Diane Gavin, Executive Director – Center for Academic Innovation, Texas A&M University-San Antonio

In an era where many colleges and universities have closed, while others are making significant cuts due to budget deficits, does investing in AI make fiscal sense? As higher education leaders are having to make difficult decisions regarding spending and resources, can implementing AI at our institutions be considered in terms of cost benefit and return on investment (ROI)?

Continuous evaluation frameworks for AI in educational technology have evolved considerably in 2025. The fundamental shift is moving from evaluation as a periodic activity to evaluation as an integrated, continuous process that directly feeds back into system improvement based on rigorous documentation of both positive and negative impact.

positive and negative impact.

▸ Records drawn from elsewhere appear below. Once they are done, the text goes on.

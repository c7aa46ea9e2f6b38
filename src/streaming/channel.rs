//! Channel types for the file streaming pipeline.
//!
//! ChunkSource -> [CompressingRelay] -> drain
//! Every hop is a bounded channel, so a slow consumer stalls the producers.

use bytes::Bytes;
use std::fmt;
use std::io;
use tokio::sync::{mpsc, oneshot};
use tokio_util::sync::CancellationToken;

/// Default queue depth between two pipeline stages
pub const DEFAULT_QUEUE_DEPTH: usize = 16;

/// Default raw read size
pub const DEFAULT_BLOCK_SIZE: usize = 64 * 1024; // 64KB

/// Default compressed chunk size
pub const DEFAULT_COMPRESSION_BUFFER: usize = 32 * 1024; // 32KB

// =============================================================================
// Chunk queues
// =============================================================================

/// Producer half of a chunk queue
pub type ChunkSender = mpsc::Sender<Bytes>;

/// Consumer half of a chunk queue
pub type ChunkReceiver = mpsc::Receiver<Bytes>;

/// Create a bounded chunk queue. A depth of zero is bumped to one.
pub fn chunk_channel(depth: usize) -> (ChunkSender, ChunkReceiver) {
    mpsc::channel(depth.max(1))
}

// =============================================================================
// Terminal status
// =============================================================================

/// How a stage finished. Read after the stage's queue has closed.
#[derive(Debug)]
pub enum StreamOutcome {
    /// Every byte was produced
    Completed,

    /// The stream's cancellation token fired
    Cancelled,

    /// The downstream queue was dropped before the stream finished
    ConsumerGone,

    /// The file could not be opened; no chunk was produced
    OpenFailed(io::Error),

    /// A read failed after zero or more chunks were produced
    ReadFailed(io::Error),

    /// The compressor failed
    EncodeFailed(io::Error),
}

impl StreamOutcome {
    pub fn is_completed(&self) -> bool {
        matches!(self, StreamOutcome::Completed)
    }

    /// Short label for log fields
    pub fn label(&self) -> &'static str {
        match self {
            StreamOutcome::Completed => "completed",
            StreamOutcome::Cancelled => "cancelled",
            StreamOutcome::ConsumerGone => "consumer_gone",
            StreamOutcome::OpenFailed(_) => "open_failed",
            StreamOutcome::ReadFailed(_) => "read_failed",
            StreamOutcome::EncodeFailed(_) => "encode_failed",
        }
    }
}

impl fmt::Display for StreamOutcome {
    fn fmt(&self, f: &mut fmt::Formatter<'_>) -> fmt::Result {
        match self {
            StreamOutcome::OpenFailed(e)
            | StreamOutcome::ReadFailed(e)
            | StreamOutcome::EncodeFailed(e) => write!(f, "{}: {}", self.label(), e),
            _ => f.write_str(self.label()),
        }
    }
}

// =============================================================================
// ChunkStream: one stage's output
// =============================================================================

/// Output of a pipeline stage: ordered chunks, then a terminal status.
pub struct ChunkStream {
    rx: ChunkReceiver,
    outcome: oneshot::Receiver<StreamOutcome>,
    cancel: CancellationToken,
}

impl ChunkStream {
    pub(crate) fn new(
        rx: ChunkReceiver,
        outcome: oneshot::Receiver<StreamOutcome>,
        cancel: CancellationToken,
    ) -> Self {
        Self {
            rx,
            outcome,
            cancel,
        }
    }

    /// Next chunk, or `None` once the producer has closed the queue.
    pub async fn next(&mut self) -> Option<Bytes> {
        self.rx.recv().await
    }

    /// Token governing every stage feeding this stream
    pub fn cancel_token(&self) -> &CancellationToken {
        &self.cancel
    }

    /// Signal cancellation to the producers. Idempotent.
    pub fn cancel(&self) {
        self.cancel.cancel();
    }

    /// Drop any undelivered chunks and wait for the terminal status.
    pub async fn finish(self) -> StreamOutcome {
        let Self { rx, outcome, .. } = self;
        drop(rx);
        outcome.await.unwrap_or_else(|_| lost_producer())
    }

    pub(crate) fn into_parts(
        self,
    ) -> (
        ChunkReceiver,
        oneshot::Receiver<StreamOutcome>,
        CancellationToken,
    ) {
        (self.rx, self.outcome, self.cancel)
    }
}

impl fmt::Debug for ChunkStream {
    fn fmt(&self, f: &mut fmt::Formatter<'_>) -> fmt::Result {
        f.debug_struct("ChunkStream")
            .field("cancelled", &self.cancel.is_cancelled())
            .finish_non_exhaustive()
    }
}

/// Status used when a producer task exits without reporting (panic).
pub(crate) fn lost_producer() -> StreamOutcome {
    StreamOutcome::ReadFailed(io::Error::other(
        "chunk producer exited without reporting a status",
    ))
}

// =============================================================================
// Tests
// =============================================================================
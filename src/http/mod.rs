//! HTTP/2 file serving on top of the streaming pipeline.

pub mod body;
pub mod handler;
pub mod listing;

pub use body::{body_channel, BodySink, ChunkBody};
pub use handler::{RequestHandler, ResponseBody};
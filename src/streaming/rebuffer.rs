//! Re-buffering writer.
//!
//! Compressors push output in small, irregular writes. `RebufferWriter`
//! collects them into chunks of at most `capacity` bytes and parks each
//! finished chunk on a ready list, which the owner drains between writes.
//!
//! Policy for an incoming slice `p` with accumulator `acc`:
//! - `acc.len() + p.len() <= capacity`: append.
//! - otherwise `acc` (if non-empty) becomes ready, then
//!   - `p.len() > capacity`: `p` becomes ready as its own chunk, unbuffered;
//!   - else start the next accumulator with `p`.
//!
//! Every ready chunk is therefore `<= capacity` except pass-through chunks,
//! whose length is exactly the length of the slice that produced them.

use bytes::{Bytes, BytesMut};
use std::collections::VecDeque;
use std::io::{self, Write};

#[derive(Debug)]
pub struct RebufferWriter {
    buf: BytesMut,
    capacity: usize,
    ready: VecDeque<Bytes>,
}

impl RebufferWriter {
    pub fn new(capacity: usize) -> Self {
        let capacity = capacity.max(1);
        Self {
            buf: BytesMut::with_capacity(capacity),
            capacity,
            ready: VecDeque::new(),
        }
    }

    pub fn capacity(&self) -> usize {
        self.capacity
    }

    /// Bytes currently held back
    pub fn buffered(&self) -> usize {
        self.buf.len()
    }

    /// Move the partial accumulator onto the ready list. Called once, after
    /// the compressor finished.
    pub fn finish(&mut self) {
        self.seal_buffered();
    }

    /// Hand over every finished chunk, oldest first.
    pub fn take_ready(&mut self) -> VecDeque<Bytes> {
        std::mem::take(&mut self.ready)
    }

    fn seal_buffered(&mut self) {
        if self.buf.is_empty() {
            return;
        }
        let chunk = std::mem::replace(&mut self.buf, BytesMut::with_capacity(self.capacity));
        self.ready.push_back(chunk.freeze());
    }
}

impl Write for RebufferWriter {
    fn write(&mut self, p: &[u8]) -> io::Result<usize> {
        if self.buf.len() + p.len() > self.capacity {
            self.seal_buffered();

            if p.len() > self.capacity {
                self.ready.push_back(Bytes::copy_from_slice(p));
                return Ok(p.len());
            }
        }

        self.buf.extend_from_slice(p);
        Ok(p.len())
    }

    /// No-op: chunk boundaries are decided by size only, and the compressor
    /// flushing its own state must not force a short chunk.
    fn flush(&mut self) -> io::Result<()> {
        Ok(())
    }
}
//! Streaming file pipeline.
//!
//! Serves a file without holding it in memory. Each stage is its own task
//! and stages only talk through bounded queues.
//!
//! # Architecture
//!
//! ```text
//! +--------------+     +------------------+     +--------------+
//! | ChunkSource  | --> | CompressingRelay | --> |    drain     |
//! | (file read)  |     | (encode+rebuffer)|     | (write+flush)|
//! +--------------+     +------------------+     +--------------+
//!        ^                  (optional)                 |
//!        +--------------- cancellation ----------------+
//! ```
//!
//! Queue closure is the only end-of-stream signal on the data path. Each
//! stage additionally reports a [`StreamOutcome`] once it has closed its
//! queue, so callers can tell a clean end from a truncated one.

pub mod channel;
pub mod pipeline;
pub mod rebuffer;
pub mod relay;
pub mod source;

pub use channel::{
    chunk_channel, ChunkReceiver, ChunkSender, ChunkStream, StreamOutcome,
    DEFAULT_BLOCK_SIZE, DEFAULT_COMPRESSION_BUFFER, DEFAULT_QUEUE_DEPTH,
};
pub use pipeline::{
    drain, file_extension, ChunkSink, CompressionPolicy, DrainReport, Framing, IoSink,
    ReadSettings, StreamPlan,
};
pub use rebuffer::RebufferWriter;
pub use relay::{apply_compression, Encoding, RelayConfig, DEFAULT_LEVEL};
pub use source::begin_chunk_stream;
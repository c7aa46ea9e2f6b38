//! h2serve - stream files over HTTPS/2.
//!
//! Files are read in fixed-size blocks by a producer task, optionally
//! compressed and re-chunked by a relay, and written out chunk by chunk with
//! a flush after each one. Every stage hands data through a bounded queue,
//! so a slow client throttles the disk reads instead of growing memory.

pub mod cli;
pub mod config;
pub mod error;
pub mod http;
pub mod server;
pub mod streaming;
pub mod tls;

pub use error::{Error, Result};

Compared to traditional continuous evaluation frameworks like the Kirkpatrick Model for training evaluation, the COSO framework for internal controls, and the CDC Program Evaluation Framework for public health programs, continuous evaluation frameworks with AI use automated evaluation processes that rely on data orchestration tools and pre-defined metric data to model predictions, including input, output and real-time, realworld (or ground truth) data. “Ground truth data” are data known to be real or true, gathered and delivered through direct observation and measurement instead of information provided by interpretation or inference.

For AI systems, ground truth data evaluate students’ ideal performance by comparing outputs to the “correct answer” (the data based on real-world observations). Educational technology professionals can explain that with continuous evaluation frameworks rooted in AI, the AI uses student input based on data and correct answers observed and recorded to evaluate what the student’s ideal performance is or could be grounded in the data gathered from the AI’s observations of learner responses.

“AI-driven continuous evaluation in education transforms feedback into real-time insights, driving ongoing system improvement”

There are various AI-driven continuous evaluation frameworks that educational technologists can choose from to understand learner performance. The following areas – multi-dimensional assessment, stakeholder feedback loops, comparative benchmarking, cross-institutional data sharing (with privacy protections) and adaptation protocols – are current good practice in applying continuous evaluation frameworks for AI use across various education environments.

Multi-dimensional Assessment Approach

With a multi-dimensional assessment approach, contemporary evaluation frameworks no longer focus solely on academic metrics but incorporate multiple dimensions:

• Learning outcome measurements track subject mastery using adaptive assessments that adjust to user/learner progress.

• Engagement metrics measure not just time spent but the quality of interactions with AI systems.

• Equity indicators show if AI systems are serving all student populations effectively. •Factors inherent in some multi-dimensional approaches, also known as well-being factors, can check for potential negative impact on student mental health or social development.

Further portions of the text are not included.